Increased biventricular hemodynamic forces in precapillary pulmonary hypertension

Abstract

Precapillary pulmonary hypertension (PH_precap) is a condition with elevated pulmonary vascular pressure and resistance. Patients have a poor prognosis and understanding the underlying pathophysiological mechanisms is crucial to guide and improve treatment. Ventricular hemodynamic forces (HDF) are a potential early marker of cardiac dysfunction, which may improve evaluation of treatment effect. Therefore, we aimed to investigate if HDF differ in patients with PH_precap compared to healthy controls. Patients with PH_precap (n = 20) and age- and sex-matched healthy controls (n = 12) underwent cardiac magnetic resonance imaging including 4D flow.
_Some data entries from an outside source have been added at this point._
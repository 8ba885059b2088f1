//! User repository for database operations.

use sqlx::PgPool;
use uuid::Uuid;

use crate::entities::{UserEntity, UserRoleDb};
use crate::metrics::QueryTimer;

/// Parameters for creating a user.
#[derive(Debug, Clone)]
pub struct NewUser<'a> {
    pub email: &'a str,
    pub full_name: &'a str,
    pub role: UserRoleDb,
    pub class_name: &'a str,
    pub major: &'a str,
}

/// Repository for user-related database operations.
#[derive(Clone)]
pub struct UserRepository {
    pool: PgPool,
}

impl UserRepository {
    /// Creates a new UserRepository with the given connection pool.
    pub fn new(pool: PgPool) -> Self {
        Self { pool }
    }

    /// Inserts a user. Credentials are managed by the authentication service.
    pub async fn create(&self, user: NewUser<'_>) -> Result<UserEntity, sqlx::Error> {
        let timer = QueryTimer::new("create_user");
        let result = sqlx::query_as::<_, UserEntity>(
            r#"
            INSERT INTO users (email, full_name, role, class_name, major)
            VALUES ($1, $2, $3, $4, $5)
            RETURNING id, email, full_name, role, active, class_name, major, created_at, updated_at
            "#,
        )
        .bind(user.email)
        .bind(user.full_name)
        .bind(user.role)
        .bind(user.class_name)
        .bind(user.major)
        .fetch_one(&self.pool)
        .await;
        timer.record();
        result
    }

    /// Find a user by ID.
    pub async fn find_by_id(&self, id: Uuid) -> Result<Option<UserEntity>, sqlx::Error> {
        let timer = QueryTimer::new("find_user_by_id");
        let result = sqlx::query_as::<_, UserEntity>(
            r#"
            SELECT id, email, full_name, role, active, class_name, major, created_at, updated_at
            FROM users
            WHERE id = $1
            "#,
        )
        .bind(id)
        .fetch_optional(&self.pool)
        .await;
        timer.record();
        result
    }

    /// Find every user among `ids`. Missing ids are simply absent.
    pub async fn find_by_ids(&self, ids: &[Uuid]) -> Result<Vec<UserEntity>, sqlx::Error> {
        let timer = QueryTimer::new("find_users_by_ids");
        let result = sqlx::query_as::<_, UserEntity>(
            r#"
            SELECT id, email, full_name, role, active, class_name, major, created_at, updated_at
            FROM users
            WHERE id = ANY($1)
            "#,
        )
        .bind(ids)
        .fetch_all(&self.pool)
        .await;
        timer.record();
        result
    }

    /// Enables or disables an account.
    pub async fn set_active(&self, id: Uuid, active: bool) -> Result<u64, sqlx::Error> {
        let timer = QueryTimer::new("set_user_active");
        let result = sqlx::query(
            r#"
            UPDATE users SET active = $2, updated_at = NOW()
            WHERE id = $1
            "#,
        )
        .bind(id)
        .bind(active)
        .execute(&self.pool)
        .await;
        timer.record();
        result.map(|r| r.rows_affected())
    }
}
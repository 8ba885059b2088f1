//! User JWT authentication extractor.
//!
//! Validates the bearer token, then loads the user so the stored role and
//! active flag are authoritative over the token claims.

use axum::{
    async_trait,
    extract::{FromRequestParts, Query},
    http::{header, request::Parts, HeaderMap},
};
use domain::models::{User, UserRole};
use persistence::repositories::UserRepository;
use serde::Deserialize;
use uuid::Uuid;

use crate::app::AppState;
use crate::error::ApiError;

/// The authenticated, active caller.
#[derive(Debug, Clone)]
pub struct CurrentUser {
    pub user_id: Uuid,
    pub role: UserRole,
    pub user: User,
}

#[derive(Debug, Deserialize)]
struct TokenQuery {
    token: Option<String>,
}

#[async_trait]
impl FromRequestParts<AppState> for CurrentUser {
    type Rejection = ApiError;

    async fn from_request_parts(
        parts: &mut Parts,
        state: &AppState,
    ) -> Result<Self, Self::Rejection> {
        let token = bearer_token(&parts.headers)
            .or_else(|| websocket_query_token(parts))
            .ok_or_else(|| ApiError::Unauthorized("Missing Authorization header".to_string()))?;

        let claims = state
            .jwt
            .validate_token(&token)
            .map_err(|_| ApiError::Unauthorized("Invalid or expired token".to_string()))?;

        let user_id = shared::jwt::extract_user_id(&claims)
            .map_err(|_| ApiError::Unauthorized("Invalid or expired token".to_string()))?;

        let user: User = UserRepository::new(state.pool.clone())
            .find_by_id(user_id)
            .await?
            .ok_or_else(|| ApiError::Unauthorized("User not found".to_string()))?
            .into();

        if !user.active {
            return Err(ApiError::Unauthorized("User is inactive".to_string()));
        }

        if claims.role.parse::<UserRole>().ok() != Some(user.role) {
            tracing::debug!(
                user_id = %user_id,
                token_role = %claims.role,
                role = %user.role,
                "Token role differs from stored role"
            );
        }

        Ok(Self {
            user_id,
            role: user.role,
            user,
        })
    }
}

fn bearer_token(headers: &HeaderMap) -> Option<String> {
    headers
        .get(header::AUTHORIZATION)
        .and_then(|v| v.to_str().ok())
        .and_then(|v| v.strip_prefix("Bearer "))
        .map(str::trim)
        .filter(|t| !t.is_empty())
        .map(str::to_string)
}

/// Browsers cannot set headers on a WebSocket handshake, so upgrade
/// requests may carry the token as `?token=`.
fn websocket_query_token(parts: &Parts) -> Option<String> {
    let is_upgrade = parts
        .headers
        .get(header::UPGRADE)
        .and_then(|v| v.to_str().ok())
        .map(|v| v.eq_ignore_ascii_case("websocket"))
        .unwrap_or(false);
    if !is_upgrade {
        return None;
    }

    Query::<TokenQuery>::try_from_uri(&parts.uri)
        .ok()
        .and_then(|Query(q)| q.token)
        .filter(|t| !t.trim().is_empty())
}
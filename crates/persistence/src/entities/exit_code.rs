//! Exit code entities (database row mapping).

use chrono::{DateTime, Utc};
use domain::models::exit_code::ExitCodeItem;
use domain::models::ExitCodeStatus;
use sqlx::FromRow;
use uuid::Uuid;

/// Database row mapping for the exit_codes table.
#[derive(Debug, Clone, FromRow)]
pub struct ExitCodeEntity {
    pub id: Uuid,
    pub code: String,
    pub created_by: Uuid,
    pub student_id: Option<Uuid>,
    pub room_id: Option<Uuid>,
    pub reusable: bool,
    pub used_at: Option<DateTime<Utc>>,
    pub created_at: DateTime<Utc>,
}

impl From<ExitCodeEntity> for domain::models::ExitCode {
    fn from(entity: ExitCodeEntity) -> Self {
        Self {
            id: entity.id,
            code: entity.code,
            created_by: entity.created_by,
            student_id: entity.student_id,
            room_id: entity.room_id,
            reusable: entity.reusable,
            used_at: entity.used_at,
            created_at: entity.created_at,
        }
    }
}

/// Exit code joined with student and room names for listing.
#[derive(Debug, Clone, FromRow)]
pub struct ExitCodeWithDetailsEntity {
    pub id: Uuid,
    pub code: String,
    pub created_by: Uuid,
    pub student_id: Option<Uuid>,
    pub student_name: Option<String>,
    pub room_id: Option<Uuid>,
    pub room_name: Option<String>,
    pub reusable: bool,
    pub used_at: Option<DateTime<Utc>>,
    pub created_at: DateTime<Utc>,
}

impl From<ExitCodeWithDetailsEntity> for ExitCodeItem {
    fn from(entity: ExitCodeWithDetailsEntity) -> Self {
        Self {
            id: entity.id,
            code: entity.code,
            created_by: entity.created_by,
            student_user_id: entity.student_id,
            student_name: entity.student_name,
            room_id: entity.room_id,
            room_name: entity.room_name,
            reusable: entity.reusable,
            used_at: entity.used_at,
            created_at: entity.created_at,
            status: ExitCodeStatus::from_used_at(entity.used_at),
        }
    }
}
Biventricular HDF were computed in three spatial directions throughout the cardiac cycle using the Navier-Stokes equations. Biventricular HDF (N) indexed to stroke volume (l) were larger in patients than controls in all three directions. Data is presented as median N/l for patients vs controls. In the RV, systolic HDF diaphragm-outflow tract were 2.1 vs 1.4 (p = 0.003), and septum-free wall 0.64 vs 0.42 (p = 0.007). Diastolic RV HDF apex-base were 1.4 vs 0.87 (p < 0.0001), diaphragm-outflow tract 0.80 vs 0.47 (p = 0.005), and septum-free wall 0.60 vs 0.38 (p = 0.003). In the LV, systolic HDF apex-base were 2.1 vs 1.5 (p = 0.005), and lateral wall-septum 1.5 vs 1.2 (p = 0.02). Diastolic LV HDF apex-base were 1.6 vs 1.2 (p = 0.008), and inferior-anterior 0.46 vs 0.24 (p = 0.02). Hemodynamic force analysis conveys information of pathological cardiac pumping mechanisms complementary to more established volumetric and functional parameters in precapillary pulmonary hypertension. The right ventricle compensates for the increased afterload in part by augmenting transverse forces, and left ventricular hemodynamic abnormalities are mainly a result of underfilling rather than intrinsic ventricular dysfunction.

Figure 1

Right ventricular outflow tract in one patient with precapillary pulmonary hypertension: relative pressure gradients, hemodynamic forces and flow. (A) The colored field illustrates the relative pressure gradients. Local hemodynamic forces are illustrated with white arrows, with direction and magnitude indicated for each point. (B) The global force (white arrow) is a sum of all local forces and drives the blood flow (red arrow) towards the pulmonary artery during systole. (C) By the end of systole, the global force is directed in the opposite direction of the flow, thereby decelerating the blood. The global force is analyzed in three directions for each ventricle (Fig. 2).

Figure 2

Definition of the intraventricular three-dimensional directions, using an orientation system previously described. (A) Semi-automatic definition of the atrioventricular (AV) plane in end diastole by manually marking the AV junction points (white crosses) in the long-axis views, and thereafter an automatic construction of a two-dimensional plane fitted to the points. The apex-base direction is defined as perpendicular to the AV-plane. (B) and (C) The lateral wall-septum direction is perpendicular to the apex-base axis, and aligned with the left ventricular outflow tract in the 3-chamber long-axis image. The inferior-anterior direction is perpendicular to both the apex-base and lateral wall-septum directions. The transverse directions were defined from the left ventricle (B) and translated to the right ventricle (C), resulting in parallel interventricular directions.

Figure 3

Right (top row) and left (bottom row) ventricular hemodynamic forces over one cardiac cycle in patients with precapillary pulmonary hypertension (PH_precap, left column) compared to healthy controls (right column). Force patterns are presented as median and interquartile range for each time point in all three directions respectively. Individual force curves for patients and controls are shown in Supplementary Figs. 2 (RV) and 6 (LV). ES, end systole; RVOT, right ventricular outflow tract.

Figure 4

Root mean square (RMS) right ventricular hemodynamic forces in patients with precapillary pulmonary hypertension (PH_precap, circles) compared to healthy controls (squares). RMS hemodynamic forces indexed to right ventricular stroke volume (SV) during systole (top row) and diastole (bottom row), in the apex-base direction (left column, red), diaphragm-outflow tract direction (middle column, green), and septum-free wall direction (right column, blue).

Figure 5

Root mean square (RMS) left ventricular hemodynamic forces in patients with precapillary pulmonary hypertension (PH_precap, circles) compared to healthy controls (squares). RMS hemodynamic forces indexed to left ventricular stroke volume (SV) during systole (top row) and diastole (bottom row), in the apex-base direction (left column, red), inferior-anterior direction (middle column, green), and lateral wall-septum direction (right column, blue).